**WORK INSTRUCTION:** Using the records below, output the stretch that opens with the line containing "fn set_filter_name(&self, name: &str)" and closes with the line containing "fn run(&self, id: &str)", exactly and including both lines, with nothing more.

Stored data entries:
- - - -

//! # Data Source
//!
//! The picker is generic over a [`Source`]: something that can enumerate
//! launchable items, narrow the enumeration by name, and start an item.
//! The UI never calls a source directly from the render loop; all calls go
//! through `spawn_blocking` tasks, so implementations are free to block
//! (talk to a daemon, hit the filesystem, etc.).

use thiserror::Error;

pub mod path;

pub use path::PathSource;

/// A single launchable entry as reported by a source.
///
/// `id` is the opaque handle passed back to [`Source::run`]; `name` is what
/// the user sees and what name filters match against.
#[derive(Debug, Clone, PartialEq, Eq)]
pub struct Item {
    pub id: String,
    pub name: String,
}

impl Item {
    pub fn new(id: impl Into<String>, name: impl Into<String>) -> Self {
        Self {
            id: id.into(),
            name: name.into(),
        }
    }
}

/// Errors reported by a [`Source`].
///
/// These are never fatal to the picker: the UI surfaces them on the status
/// line and the operation that raised them is abandoned.
#[derive(Debug, Error)]
pub enum SourceError {
    #[error("{0}")]
    Backend(String),
    #[error(transparent)]
    Io(#[from] std::io::Error),
}

/// The external data source the picker talks to.
///
/// Methods may block; the controller always invokes them off the render
/// thread. Filter state lives in the source (`set_filter_name` /
/// `reset_filters` change what the next `list` returns), mirroring a remote
/// client where the daemon owns the filter.
pub trait Source: Send + Sync {
    /// Enumerate items matching the currently applied filters.
    fn list(&self) -> Result<Vec<Item>, SourceError>;

    /// Restrict subsequent `list` calls to items whose name matches `name`.
    fn set_filter_name(&self, name: &str) -> Result<(), SourceError>;

    /// Clear all filters.
    fn reset_filters(&self) -> Result<(), SourceError>;

    /// Launch the item with the given id.
    fn run(&self, id: &str) -> Result<(), SourceError>;

    /// Release any resources held by the source. Default: nothing to do.
    fn close(&self) {}
}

- - - -

**ANSWER AREA:**
    fn set_filter_name(&self, name: &str) -> Result<(), SourceError>;

    /// Clear all filters.
    fn reset_filters(&self) -> Result<(), SourceError>;

    /// Launch the item with the given id.
    fn run(&self, id: &str) -> Result<(), SourceError>;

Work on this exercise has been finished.